ASSIGNMENT. Below are some records; find each line that carries the word "found" and copy it.

DATASET RECORDS.
--------------------------------------------------

//! Routing error types
//!
//! Re-exports the core error and adds engine-specific failures. None of these
//! reach a datagram's sender; those go through the error continuation.

use madaodv_core::{InterfaceIndex, MadaodvError, PacketError};
use thiserror::Error;

/// Errors raised by the routing engine's management surface
#[derive(Debug, Error)]
pub enum RoutingError {
    /// Core error
    #[error("Core error: {0}")]
    Core(#[from] MadaodvError),

    /// Control message could not be decoded
    #[error("Packet error: {0}")]
    Packet(#[from] PacketError),

    /// A tunable is out of range
    #[error("Invalid configuration: {0}")]
    InvalidConfig(String),

    /// The interface is not known to the engine
    #[error("Unknown interface: {0}")]
    UnknownInterface(InterfaceIndex),

    /// The interface is already up
    #[error("Interface already up: {0}")]
    InterfaceExists(InterfaceIndex),
}

/// Result type for routing operations
pub type RoutingResult<T> = Result<T, RoutingError>;

#[cfg(test)]
mod tests {
    use super::*;

    #[test]
    fn test_error_display() {
        let err = RoutingError::UnknownInterface(InterfaceIndex(3));
        assert_eq!(err.to_string(), "Unknown interface: if3");

        let err: RoutingError = PacketError::UnknownMessageType(9).into();
        assert!(matches!(err, RoutingError::Packet(_)));
    }
}
//! Data-plane decisions
//!
//! Locally originated datagrams go through [`RoutingProtocol::route_output`];
//! datagrams arriving from a neighbor go through
//! [`RoutingProtocol::route_input`]. Anything without a route is parked in
//! the request queue until discovery finishes.

use std::net::Ipv6Addr;
use std::time::Duration;

use madaodv_core::{
    ALL_NODES, Clock, Continuations, Datagram, DeliveryError, GATEWAY_SEARCH_ADDR, InterfaceIndex,
    LinkLayer, LocalDeliverFn, Route, Transport, is_all_nodes, is_link_local, on_internet,
};
use tracing::{debug, trace};

use super::RoutingProtocol;
use crate::queue::QueueEntry;
use crate::table::RouteFlag;

/// Outcome of routing a locally originated datagram
#[derive(Debug, Clone, Copy, PartialEq, Eq)]
pub enum RouteDecision {
    /// Send it now along this route
    Route(Route),
    /// Queued until discovery finishes; the continuations will be called later
    Deferred,
    /// Cannot be sent at all
    Error(DeliveryError),
}

impl RouteDecision {
    /// The route, if one was found
    pub fn route(&self) -> Option<Route> {
        match self {
            RouteDecision::Route(route) => Some(*route),
            _ => None,
        }
    }

    pub fn is_deferred(&self) -> bool {
        matches!(self, RouteDecision::Deferred)
    }
}

impl<C, T, L> RoutingProtocol<C, T, L>
where
    C: Clock,
    T: Transport,
    L: LinkLayer,
{
    /// Route a datagram originated by this node.
    ///
    /// 1. **ROUTE**: a VALID route to the destination exists
    /// 2. **GATEWAY**: the destination is outside the mesh and a gateway route exists
    /// 3. **DEFERRED**: the datagram is queued and discovery starts
    ///
    /// The continuations are only used for deferred datagrams.
    pub fn route_output(&mut self, datagram: Datagram, continuations: Continuations) -> RouteDecision {
        let _span = self.span.clone().entered();
        let now = self.now();
        let dst = datagram.destination();

        if self.interfaces.is_empty() {
            debug!(%dst, "No interfaces, cannot route");
            return RouteDecision::Error(DeliveryError::NoRouteToHost);
        }

        if dst.is_multicast() {
            if !is_all_nodes(dst) {
                return RouteDecision::Error(DeliveryError::NoRouteToHost);
            }
            return match self.interfaces.iter().next() {
                Some((interface, source)) => RouteDecision::Route(Route {
                    destination: ALL_NODES,
                    gateway: ALL_NODES,
                    source: *source,
                    interface: *interface,
                }),
                None => RouteDecision::Error(DeliveryError::NoInterface),
            };
        }

        let active = self.config.active_route_timeout;
        if let Some(record) = self.table.lookup_valid(dst, now) {
            self.update_route_lifetime(dst, active, now);
            self.update_route_lifetime(record.next_hop, active, now);
            trace!(%dst, route = %record.route(), "Route found");
            return RouteDecision::Route(record.route());
        }

        if on_internet(dst) {
            if let Some(gateway) = self.table.find_active_gateway(now) {
                self.update_route_lifetime(gateway.destination, active, now);
                self.update_route_lifetime(gateway.next_hop, active, now);
                trace!(%dst, gateway = %gateway.destination, "Routing through gateway");
                return RouteDecision::Route(gateway.route());
            }
        }

        self.deferred_route_output(datagram, continuations, now);
        RouteDecision::Deferred
    }

    /// Queue a datagram and start discovery unless one is already running
    fn deferred_route_output(&mut self, datagram: Datagram, continuations: Continuations, now: Duration) {
        let dst = datagram.destination();
        if is_link_local(dst) {
            debug!(%dst, "Link-local destination is never discovered");
            continuations.fail(datagram, DeliveryError::NoRouteToHost);
            return;
        }

        let needs_gateway = on_internet(dst);
        let search_key = if needs_gateway { GATEWAY_SEARCH_ADDR } else { dst };
        let entry = QueueEntry::new(datagram, continuations).with_gateway(needs_gateway);
        if !self.queue.enqueue(entry, now) {
            return;
        }
        debug!(%dst, needs_gateway, "Datagram queued for discovery");

        let searching = self
            .table
            .lookup(search_key, now)
            .is_some_and(|r| r.flag == RouteFlag::InSearch);
        if !searching {
            self.send_request(dst, now);
        }
    }

    /// Route a datagram received on `incoming`.
    ///
    /// Returns `true` if the datagram was consumed: delivered locally,
    /// forwarded, queued, or deliberately discarded as a duplicate.
    pub fn route_input(
        &mut self,
        datagram: Datagram,
        incoming: InterfaceIndex,
        continuations: &Continuations,
        local_deliver: &LocalDeliverFn,
    ) -> bool {
        let _span = self.span.clone().entered();
        let now = self.now();

        if self.interfaces.is_empty() {
            return false;
        }

        if incoming == InterfaceIndex::LOOPBACK && datagram.deferred {
            self.deferred_route_output(datagram, continuations.clone(), now);
            return true;
        }

        let origin = datagram.source();
        let dst = datagram.destination();
        let active = self.config.active_route_timeout;

        if self.is_my_own_address(origin) {
            trace!(uid = datagram.uid, "Own datagram came back, discarding");
            return true;
        }

        if dst.is_multicast() && !is_all_nodes(dst) {
            return false;
        }

        if is_all_nodes(dst) {
            if self.dpd.is_duplicate(&datagram, now) {
                trace!(uid = datagram.uid, %origin, "Duplicate broadcast");
                return true;
            }
            self.update_route_lifetime(origin, active, now);
            local_deliver(datagram.clone(), incoming);
            if !self.config.enable_broadcast || datagram.header.hop_limit <= 1 {
                return true;
            }
            for (interface, source) in self.interface_list() {
                let route = Route {
                    destination: ALL_NODES,
                    gateway: ALL_NODES,
                    source,
                    interface,
                };
                continuations.forward(route, datagram.clone());
            }
            return true;
        }

        if self.is_my_own_address(dst) || (self.is_gateway() && on_internet(dst)) {
            self.update_route_lifetime(origin, active, now);
            if let Some(to_origin) = self.table.lookup_valid(origin, now) {
                self.update_route_lifetime(to_origin.next_hop, active, now);
                self.touch_neighbor(to_origin.next_hop, active, now);
            }
            trace!(uid = datagram.uid, %origin, "Local delivery");
            local_deliver(datagram, incoming);
            return true;
        }

        self.forwarding(datagram, continuations, now)
    }

    fn forwarding(&mut self, datagram: Datagram, continuations: &Continuations, now: Duration) -> bool {
        self.table.purge(now);
        let dst = datagram.destination();
        let origin = datagram.source();
        let active = self.config.active_route_timeout;

        let to_dst = match self.table.lookup(dst, now) {
            Some(record) => Some(record),
            None if on_internet(dst) => self.table.find_active_gateway(now),
            None => None,
        };

        match to_dst {
            Some(record) if record.is_valid() => {
                self.update_route_lifetime(origin, active, now);
                self.update_route_lifetime(record.destination, active, now);
                self.update_route_lifetime(record.next_hop, active, now);
                let to_origin = self.table.lookup(origin, now);
                if let Some(to_origin) = &to_origin {
                    self.update_route_lifetime(to_origin.next_hop, active, now);
                }

                self.touch_neighbor(record.next_hop, active, now);
                if let Some(to_origin) = &to_origin {
                    self.touch_neighbor(to_origin.next_hop, active, now);
                }

                trace!(uid = datagram.uid, %dst, next_hop = %record.next_hop, "Forwarding");
                continuations.forward(record.route(), datagram);
                true
            }
            Some(record) if record.valid_seqno => {
                debug!(%dst, state = %record.flag, "No active route, reporting");
                self.send_rerr_when_no_route_to_forward(dst, record.seqno, origin, now);
                false
            }
            _ => {
                debug!(%dst, "No route, reporting");
                self.send_rerr_when_no_route_to_forward(dst, 0, origin, now);
                false
            }
        }
    }

    /// Release every datagram queued for `dst` along `route`
    pub(super) fn send_packet_from_queue(&mut self, dst: Ipv6Addr, route: Route, now: Duration) {
        while let Some(entry) = self.queue.dequeue(dst, now) {
            let QueueEntry {
                mut datagram,
                continuations,
                ..
            } = entry;
            datagram.header.source = route.source;
            datagram.deferred = false;
            trace!(uid = datagram.uid, %dst, "Releasing queued datagram");
            continuations.forward(route, datagram);
        }
    }

    /// Release every datagram waiting for a gateway, addressed to the gateway
    pub(super) fn send_gateway_packets_from_queue(&mut self, route: Route, now: Duration) {
        while let Some(entry) = self.queue.dequeue_gateway_query(now) {
            let QueueEntry {
                mut datagram,
                continuations,
                ..
            } = entry;
            datagram.header.source = route.source;
            datagram.header.destination = route.destination;
            datagram.deferred = false;
            trace!(uid = datagram.uid, gateway = %route.destination, "Releasing datagram to gateway");
            continuations.forward(route, datagram);
        }
    }
}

--------------------------------------------------

EXERCISE SOLUTION.
    /// The route, if one was found
            trace!(%dst, route = %record.route(), "Route found");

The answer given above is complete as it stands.